Failure to Use Gait Belts and Follow Transfer Care Plans
Penalty
Summary
Surveyors identified a deficiency in which staff did not follow the facility’s mandatory gait belt transfer policy or residents’ care plans requiring gait belt use for physical assist transfers. One resident with Type 2 DM, CHF, severe cognitive impairment, and a care plan requiring a walker, gait belt, and one-person assist for transfers was observed being transferred from wheelchair to bed by a CNA who did not use a gait belt, instead pulling under the resident’s arm and by the waistband of his pants. Another resident with Parkinson’s disease, severe cognitive impairment, and a care plan requiring a gait belt and walker or sit-to-stand device with one-person assist for transfers was transferred to and from the toilet by a CNA without a gait belt or walker; the CNA used one hand to guide the resident’s hip and the other to pull the wheelchair into position behind the resident. A third resident with dementia, cerebral infarction, severe cognitive impairment, and a care plan requiring a gait belt, sit-to-stand device, and one-person assist for transfers was repeatedly transferred without a gait belt. The CNA lifted the resident under both axillae from bed to a high-back wheelchair, then into and out of the bathroom using the handrail and lifting under one axilla, again without a gait belt.

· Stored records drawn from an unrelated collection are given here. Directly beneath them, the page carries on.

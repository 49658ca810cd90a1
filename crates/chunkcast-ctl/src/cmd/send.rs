//! File transfer commands.

use std::path::Path;
use std::time::Duration;

use anyhow::{Context, Result};
use bytes::Bytes;
use tokio::sync::broadcast;

use chunkcast_core::config::ChunkcastConfig;
use chunkcast_core::{encode, EncodedPayload, QoS, Topics, TransferError};
use chunkcast_services::{
    publish_whole, ChunkPublisher, PublishOptions, PublishReport, Transport,
};

use super::{connect, Options};

/// Pause before restarting a failed session.
const RETRY_DELAY: Duration = Duration::from_secs(2);

pub async fn cmd_send(config: &ChunkcastConfig, args: &[&str]) -> Result<()> {
    let opts = Options::parse(
        args,
        &["--chunk-size", "--delay-ms", "--retries", "--name"],
    )?;
    let [path] = opts.positionals.as_slice() else {
        anyhow::bail!(
            "usage: chunkcast-ctl send <file> [--chunk-size N] [--delay-ms N] [--retries N] [--name NAME]"
        );
    };

    let chunk_size = opts
        .number("--chunk-size")?
        .unwrap_or(config.transfer.chunk_size);
    let retries = opts.number("--retries")?.unwrap_or(config.transfer.retries);
    let mut options = PublishOptions::from(&config.transfer);
    if let Some(ms) = opts.number("--delay-ms")? {
        options.chunk_delay = Duration::from_millis(ms);
    }

    let data = std::fs::read(path).with_context(|| format!("failed to read file: {path}"))?;
    let filename = match opts.get("--name") {
        Some(name) => name.to_string(),
        None => file_name(path),
    };
    let payload = prepare(config, Bytes::from(data), chunk_size, &filename)?;

    println!(
        "Sending {} ({} bytes) as {} chunk(s) of {} bytes",
        filename, payload.descriptor.total_size, payload.descriptor.num_chunks, chunk_size
    );
    if let Some(id) = &payload.descriptor.transfer_id {
        println!("  transfer id : {id}");
    }

    let (transport, _inbound) = connect(config, chunk_size).await?;

    let (cancel_tx, cancel_rx) = broadcast::channel(1);
    tokio::spawn(async move {
        if tokio::signal::ctrl_c().await.is_ok() {
            eprintln!("Cancelling...");
            let _ = cancel_tx.send(());
        }
    });

    let topics = Topics::new(config.topics.namespace.clone());
    let result = send_with_retries(
        &transport,
        topics,
        options,
        &payload,
        retries,
        RETRY_DELAY,
        cancel_rx,
    )
    .await;
    let _ = transport.disconnect().await;

    let report = result?;
    println!(
        "Sent {} chunk(s), {} bytes in {:.1}s",
        report.chunks_sent,
        report.bytes_sent,
        report.elapsed.as_secs_f64()
    );
    Ok(())
}

pub async fn cmd_send_whole(config: &ChunkcastConfig, args: &[&str]) -> Result<()> {
    let opts = Options::parse(args, &["--topic"])?;
    let [path] = opts.positionals.as_slice() else {
        anyhow::bail!("usage: chunkcast-ctl send-whole <file> [--topic T]");
    };
    let topic = opts
        .get("--topic")
        .unwrap_or(config.topics.whole_file.as_str());

    let data = std::fs::read(path).with_context(|| format!("failed to read file: {path}"))?;
    let len = data.len();
    let (transport, _inbound) = connect(config, len).await?;

    let result = publish_whole(
        &transport,
        topic,
        Bytes::from(data),
        QoS::AtLeastOnce,
        config.transfer.ack_timeout(),
    )
    .await;
    let _ = transport.disconnect().await;
    result?;

    println!("Published {path} ({len} bytes) on {topic}");
    Ok(())
}

/// Encode and tag a payload according to the transfer settings.
fn prepare(
    config: &ChunkcastConfig,
    data: Bytes,
    chunk_size: usize,
    filename: &str,
) -> Result<EncodedPayload, TransferError> {
    let mut payload = encode(data, chunk_size, filename)?;
    if config.transfer.include_digest {
        payload = payload.with_digest();
    }
    if config.transfer.session_ids {
        payload = payload.with_transfer_id(format!("{:016x}", rand::random::<u64>()))?;
    }
    Ok(payload)
}

/// Publish, restarting the whole session after retryable failures.
pub async fn send_with_retries<T: Transport>(
    transport: &T,
    topics: Topics,
    options: PublishOptions,
    payload: &EncodedPayload,
    retries: u32,
    retry_delay: Duration,
    cancel: broadcast::Receiver<()>,
) -> Result<PublishReport, TransferError> {
    let mut publisher = ChunkPublisher::new(transport, topics, options).with_cancel(cancel);
    let mut attempt = 0;
    loop {
        match publisher.publish(payload).await {
            Ok(report) => return Ok(report),
            Err(e) if e.is_retryable() && attempt < retries => {
                attempt += 1;
                eprintln!("Transfer failed: {e}");
                eprintln!("Restarting from metadata (attempt {} of {})", attempt + 1, retries + 1);
                tokio::time::sleep(retry_delay).await;
            }
            Err(e) => return Err(e),
        }
    }
}

fn file_name(path: &str) -> String {
    Path::new(path)
        .file_name()
        .and_then(|n| n.to_str())
        .unwrap_or("file")
        .to_string()
}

During a subsequent transfer from wheelchair to bed, the CNA did not lock the wheelchair and did not apply a gait belt; as the resident grabbed the bed rail and the CNA lifted under the axilla, the wheelchair rolled away, leaving the resident sitting on the edge of the bed and nearly falling before the CNA was able, after several attempts, to get the resident’s legs and feet onto the bed. A fourth resident with Alzheimer’s disease, severe cognitive impairment, and a care plan requiring a gait belt and walker with one-person assist for transfers was transferred between wheelchair and toilet by a CNA who did not use a gait belt, instead pulling the resident up by her pants and under her arm and then holding onto the pants while pulling the wheelchair into position. Multiple CNAs later stated that gait belts are used for transferring residents, and the facility’s written policy states that use of a gait belt for all physical assist transfers is mandatory.